WORK ORDER: Would you print all of the entries word for word?

GIVEN DATA:
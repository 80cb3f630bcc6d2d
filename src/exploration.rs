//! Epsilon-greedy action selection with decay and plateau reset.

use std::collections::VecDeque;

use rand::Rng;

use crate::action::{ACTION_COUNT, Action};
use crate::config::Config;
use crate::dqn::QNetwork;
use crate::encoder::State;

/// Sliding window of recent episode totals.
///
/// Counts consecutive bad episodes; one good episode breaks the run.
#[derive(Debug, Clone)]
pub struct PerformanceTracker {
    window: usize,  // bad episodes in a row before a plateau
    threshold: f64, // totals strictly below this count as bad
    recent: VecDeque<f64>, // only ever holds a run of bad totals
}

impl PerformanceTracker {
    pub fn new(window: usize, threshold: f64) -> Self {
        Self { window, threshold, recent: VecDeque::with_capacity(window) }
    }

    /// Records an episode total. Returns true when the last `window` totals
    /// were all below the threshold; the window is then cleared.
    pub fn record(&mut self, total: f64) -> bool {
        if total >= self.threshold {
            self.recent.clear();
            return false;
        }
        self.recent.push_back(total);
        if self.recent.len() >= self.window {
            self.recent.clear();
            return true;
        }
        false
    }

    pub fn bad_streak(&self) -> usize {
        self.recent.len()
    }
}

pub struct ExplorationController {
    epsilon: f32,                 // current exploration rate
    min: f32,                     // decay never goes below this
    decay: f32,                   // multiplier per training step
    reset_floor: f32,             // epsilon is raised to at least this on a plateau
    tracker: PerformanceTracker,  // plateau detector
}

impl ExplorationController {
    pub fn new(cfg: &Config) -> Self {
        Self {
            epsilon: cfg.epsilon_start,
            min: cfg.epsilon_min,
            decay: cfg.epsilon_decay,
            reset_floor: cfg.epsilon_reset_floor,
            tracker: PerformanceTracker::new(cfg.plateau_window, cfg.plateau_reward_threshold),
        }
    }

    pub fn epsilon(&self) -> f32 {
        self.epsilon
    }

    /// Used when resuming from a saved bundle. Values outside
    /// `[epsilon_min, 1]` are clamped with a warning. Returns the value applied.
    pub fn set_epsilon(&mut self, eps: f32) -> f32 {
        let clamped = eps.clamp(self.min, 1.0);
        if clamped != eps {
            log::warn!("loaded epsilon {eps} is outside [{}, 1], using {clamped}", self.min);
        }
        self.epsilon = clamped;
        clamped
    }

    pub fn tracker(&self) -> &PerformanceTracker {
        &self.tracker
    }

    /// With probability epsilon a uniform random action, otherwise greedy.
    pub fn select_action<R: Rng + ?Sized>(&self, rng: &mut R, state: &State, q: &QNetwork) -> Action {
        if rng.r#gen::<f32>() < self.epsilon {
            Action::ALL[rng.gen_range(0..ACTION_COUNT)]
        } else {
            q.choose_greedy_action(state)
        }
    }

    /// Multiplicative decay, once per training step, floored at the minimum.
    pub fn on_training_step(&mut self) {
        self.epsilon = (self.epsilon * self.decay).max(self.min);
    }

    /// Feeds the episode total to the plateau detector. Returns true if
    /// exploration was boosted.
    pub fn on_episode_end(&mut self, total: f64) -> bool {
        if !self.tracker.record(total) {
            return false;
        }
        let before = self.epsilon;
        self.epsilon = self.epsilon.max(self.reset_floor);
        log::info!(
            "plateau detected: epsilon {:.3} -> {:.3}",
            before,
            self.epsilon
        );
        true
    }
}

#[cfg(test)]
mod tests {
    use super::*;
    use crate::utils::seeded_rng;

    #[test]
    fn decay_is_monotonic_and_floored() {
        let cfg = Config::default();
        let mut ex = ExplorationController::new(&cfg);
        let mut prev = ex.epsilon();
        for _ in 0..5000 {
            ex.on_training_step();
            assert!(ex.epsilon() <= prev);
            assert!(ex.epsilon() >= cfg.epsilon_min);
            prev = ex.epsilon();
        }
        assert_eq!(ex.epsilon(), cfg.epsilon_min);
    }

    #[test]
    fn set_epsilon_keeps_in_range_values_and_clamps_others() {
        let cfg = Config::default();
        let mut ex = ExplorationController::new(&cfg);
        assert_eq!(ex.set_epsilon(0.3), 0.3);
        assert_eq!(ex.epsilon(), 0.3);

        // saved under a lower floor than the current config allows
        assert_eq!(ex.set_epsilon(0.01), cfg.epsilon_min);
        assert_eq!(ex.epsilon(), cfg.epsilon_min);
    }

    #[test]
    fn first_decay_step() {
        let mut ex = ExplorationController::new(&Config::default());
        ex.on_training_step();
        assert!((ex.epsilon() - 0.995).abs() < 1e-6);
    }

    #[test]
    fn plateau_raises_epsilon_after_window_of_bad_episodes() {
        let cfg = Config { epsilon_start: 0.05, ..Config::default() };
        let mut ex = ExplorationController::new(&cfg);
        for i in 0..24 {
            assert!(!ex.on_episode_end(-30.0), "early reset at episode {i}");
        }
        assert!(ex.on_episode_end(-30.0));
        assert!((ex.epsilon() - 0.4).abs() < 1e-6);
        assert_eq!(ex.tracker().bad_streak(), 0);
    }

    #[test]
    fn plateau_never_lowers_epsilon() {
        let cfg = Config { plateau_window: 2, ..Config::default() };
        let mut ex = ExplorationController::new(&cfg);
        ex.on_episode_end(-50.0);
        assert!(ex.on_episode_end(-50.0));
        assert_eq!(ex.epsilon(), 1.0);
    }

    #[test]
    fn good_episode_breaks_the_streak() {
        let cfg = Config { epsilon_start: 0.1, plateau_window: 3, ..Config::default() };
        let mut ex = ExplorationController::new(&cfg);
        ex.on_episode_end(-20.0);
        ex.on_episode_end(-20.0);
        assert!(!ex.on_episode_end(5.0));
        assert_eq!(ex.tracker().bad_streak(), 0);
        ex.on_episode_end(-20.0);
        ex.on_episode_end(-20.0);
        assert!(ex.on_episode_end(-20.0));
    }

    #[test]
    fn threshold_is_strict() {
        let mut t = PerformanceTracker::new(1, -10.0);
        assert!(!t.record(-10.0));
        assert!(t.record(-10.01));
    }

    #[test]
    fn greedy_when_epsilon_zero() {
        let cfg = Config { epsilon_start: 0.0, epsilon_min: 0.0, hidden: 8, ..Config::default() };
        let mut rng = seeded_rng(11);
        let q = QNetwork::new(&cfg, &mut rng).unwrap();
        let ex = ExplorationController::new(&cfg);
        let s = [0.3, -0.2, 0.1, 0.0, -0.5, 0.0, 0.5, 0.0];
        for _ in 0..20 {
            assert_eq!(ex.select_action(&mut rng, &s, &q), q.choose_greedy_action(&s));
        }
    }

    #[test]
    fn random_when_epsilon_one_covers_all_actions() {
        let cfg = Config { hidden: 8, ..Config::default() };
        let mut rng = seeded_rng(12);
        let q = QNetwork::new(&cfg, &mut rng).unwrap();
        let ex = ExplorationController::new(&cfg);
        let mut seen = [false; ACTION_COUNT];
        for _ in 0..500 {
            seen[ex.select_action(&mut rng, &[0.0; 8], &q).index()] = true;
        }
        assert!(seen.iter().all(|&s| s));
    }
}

RESULT:
repository 80cb3f630bcc6d2d
filename src/exploration.rs
//! Epsilon-greedy action selection with decay and plateau reset.

use std::collections::VecDeque;

use rand::Rng;

use crate::action::{ACTION_COUNT, Action};
use crate::config::Config;
use crate::dqn::QNetwork;
use crate::encoder::State;

/// Sliding window of recent episode totals.
///
/// Counts consecutive bad episodes; one good episode breaks the run.
#[derive(Debug, Clone)]
pub struct PerformanceTracker {
    window: usize,  // bad episodes in a row before a plateau
    threshold: f64, // totals strictly below this count as bad
    recent: VecDeque<f64>, // only ever holds a run of bad totals
}

impl PerformanceTracker {
    pub fn new(window: usize, threshold: f64) -> Self {
        Self { window, threshold, recent: VecDeque::with_capacity(window) }
    }

    /// Records an episode total. Returns true when the last `window` totals
    /// were all below the threshold; the window is then cleared.
    pub fn record(&mut self, total: f64) -> bool {
        if total >= self.threshold {
            self.recent.clear();
            return false;
        }
        self.recent.push_back(total);
        if self.recent.len() >= self.window {
            self.recent.clear();
            return true;
        }
        false
    }

    pub fn bad_streak(&self) -> usize {
        self.recent.len()
    }
}

pub struct ExplorationController {
    epsilon: f32,                 // current exploration rate
    min: f32,                     // decay never goes below this
    decay: f32,                   // multiplier per training step
    reset_floor: f32,             // epsilon is raised to at least this on a plateau
    tracker: PerformanceTracker,  // plateau detector
}

impl ExplorationController {
    pub fn new(cfg: &Config) -> Self {
        Self {
            epsilon: cfg.epsilon_start,
            min: cfg.epsilon_min,
            decay: cfg.epsilon_decay,
            reset_floor: cfg.epsilon_reset_floor,
            tracker: PerformanceTracker::new(cfg.plateau_window, cfg.plateau_reward_threshold),
        }
    }

    pub fn epsilon(&self) -> f32 {
        self.epsilon
    }

    /// Used when resuming from a saved bundle. Values outside
    /// `[epsilon_min, 1]` are clamped with a warning. Returns the value applied.
    pub fn set_epsilon(&mut self, eps: f32) -> f32 {
        let clamped = eps.clamp(self.min, 1.0);
        if clamped != eps {
            log::warn!("loaded epsilon {eps} is outside [{}, 1], using {clamped}", self.min);
        }
        self.epsilon = clamped;
        clamped
    }

    pub fn tracker(&self) -> &PerformanceTracker {
        &self.tracker
    }

    /// With probability epsilon a uniform random action, otherwise greedy.
    pub fn select_action<R: Rng + ?Sized>(&self, rng: &mut R, state: &State, q: &QNetwork) -> Action {
        if rng.r#gen::<f32>() < self.epsilon {
            Action::ALL[rng.gen_range(0..ACTION_COUNT)]
        } else {
            q.choose_greedy_action(state)
        }
    }

    /// Multiplicative decay, once per training step, floored at the minimum.
    pub fn on_training_step(&mut self) {
        self.epsilon = (self.epsilon * self.decay).max(self.min);
    }

    /// Feeds the episode total to the plateau detector. Returns true if
    /// exploration was boosted.
    pub fn on_episode_end(&mut self, total: f64) -> bool {
        if !self.tracker.record(total) {
            return false;
        }
        let before = self.epsilon;
        self.epsilon = self.epsilon.max(self.reset_floor);
        log::info!(
            "plateau detected: epsilon {:.3} -> {:.3}",
            before,
            self.epsilon
        );
        true
    }
}

#[cfg(test)]
mod tests {
    use super::*;
    use crate::utils::seeded_rng;

    #[test]
    fn decay_is_monotonic_and_floored() {
        let cfg = Config::default();
        let mut ex = ExplorationController::new(&cfg);
        let mut prev = ex.epsilon();
        for _ in 0..5000 {
            ex.on_training_step();
            assert!(ex.epsilon() <= prev);
            assert!(ex.epsilon() >= cfg.epsilon_min);
            prev = ex.epsilon();
        }
        assert_eq!(ex.epsilon(), cfg.epsilon_min);
    }

    #[test]
    fn set_epsilon_keeps_in_range_values_and_clamps_others() {
        let cfg = Config::default();
        let mut ex = ExplorationController::new(&cfg);
        assert_eq!(ex.set_epsilon(0.3), 0.3);
        assert_eq!(ex.epsilon(), 0.3);

        // saved under a lower floor than the current config allows
        assert_eq!(ex.set_epsilon(0.01), cfg.epsilon_min);
        assert_eq!(ex.epsilon(), cfg.epsilon_min);
    }

    #[test]
    fn first_decay_step() {
        let mut ex = ExplorationController::new(&Config::default());
        ex.on_training_step();
        assert!((ex.epsilon() - 0.995).abs() < 1e-6);
    }

    #[test]
    fn plateau_raises_epsilon_after_window_of_bad_episodes() {
        let cfg = Config { epsilon_start: 0.05, ..Config::default() };
        let mut ex = ExplorationController::new(&cfg);
        for i in 0..24 {
            assert!(!ex.on_episode_end(-30.0), "early reset at episode {i}");
        }
        assert!(ex.on_episode_end(-30.0));
        assert!((ex.epsilon() - 0.4).abs() < 1e-6);
        assert_eq!(ex.tracker().bad_streak(), 0);
    }

    #[test]
    fn plateau_never_lowers_epsilon() {
        let cfg = Config { plateau_window: 2, ..Config::default() };
        let mut ex = ExplorationController::new(&cfg);
        ex.on_episode_end(-50.0);
        assert!(ex.on_episode_end(-50.0));
        assert_eq!(ex.epsilon(), 1.0);
    }

    #[test]
    fn good_episode_breaks_the_streak() {
        let cfg = Config { epsilon_start: 0.1, plateau_window: 3, ..Config::default() };
        let mut ex = ExplorationController::new(&cfg);
        ex.on_episode_end(-20.0);
        ex.on_episode_end(-20.0);
        assert!(!ex.on_episode_end(5.0));
        assert_eq!(ex.tracker().bad_streak(), 0);
        ex.on_episode_end(-20.0);
        ex.on_episode_end(-20.0);
        assert!(ex.on_episode_end(-20.0));
    }

    #[test]
    fn threshold_is_strict() {
        let mut t = PerformanceTracker::new(1, -10.0);
        assert!(!t.record(-10.0));
        assert!(t.record(-10.01));
    }

    #[test]
    fn greedy_when_epsilon_zero() {
        let cfg = Config { epsilon_start: 0.0, epsilon_min: 0.0, hidden: 8, ..Config::default() };
        let mut rng = seeded_rng(11);
        let q = QNetwork::new(&cfg, &mut rng).unwrap();
        let ex = ExplorationController::new(&cfg);
        let s = [0.3, -0.2, 0.1, 0.0, -0.5, 0.0, 0.5, 0.0];
        for _ in 0..20 {
            assert_eq!(ex.select_action(&mut rng, &s, &q), q.choose_greedy_action(&s));
        }
    }

    #[test]
    fn random_when_epsilon_one_covers_all_actions() {
        let cfg = Config { hidden: 8, ..Config::default() };
        let mut rng = seeded_rng(12);
        let q = QNetwork::new(&cfg, &mut rng).unwrap();
        let ex = ExplorationController::new(&cfg);
        let mut seen = [false; ACTION_COUNT];
        for _ in 0..500 {
            seen[ex.select_action(&mut rng, &[0.0; 8], &q).index()] = true;
        }
        assert!(seen.iter().all(|&s| s));
    }
}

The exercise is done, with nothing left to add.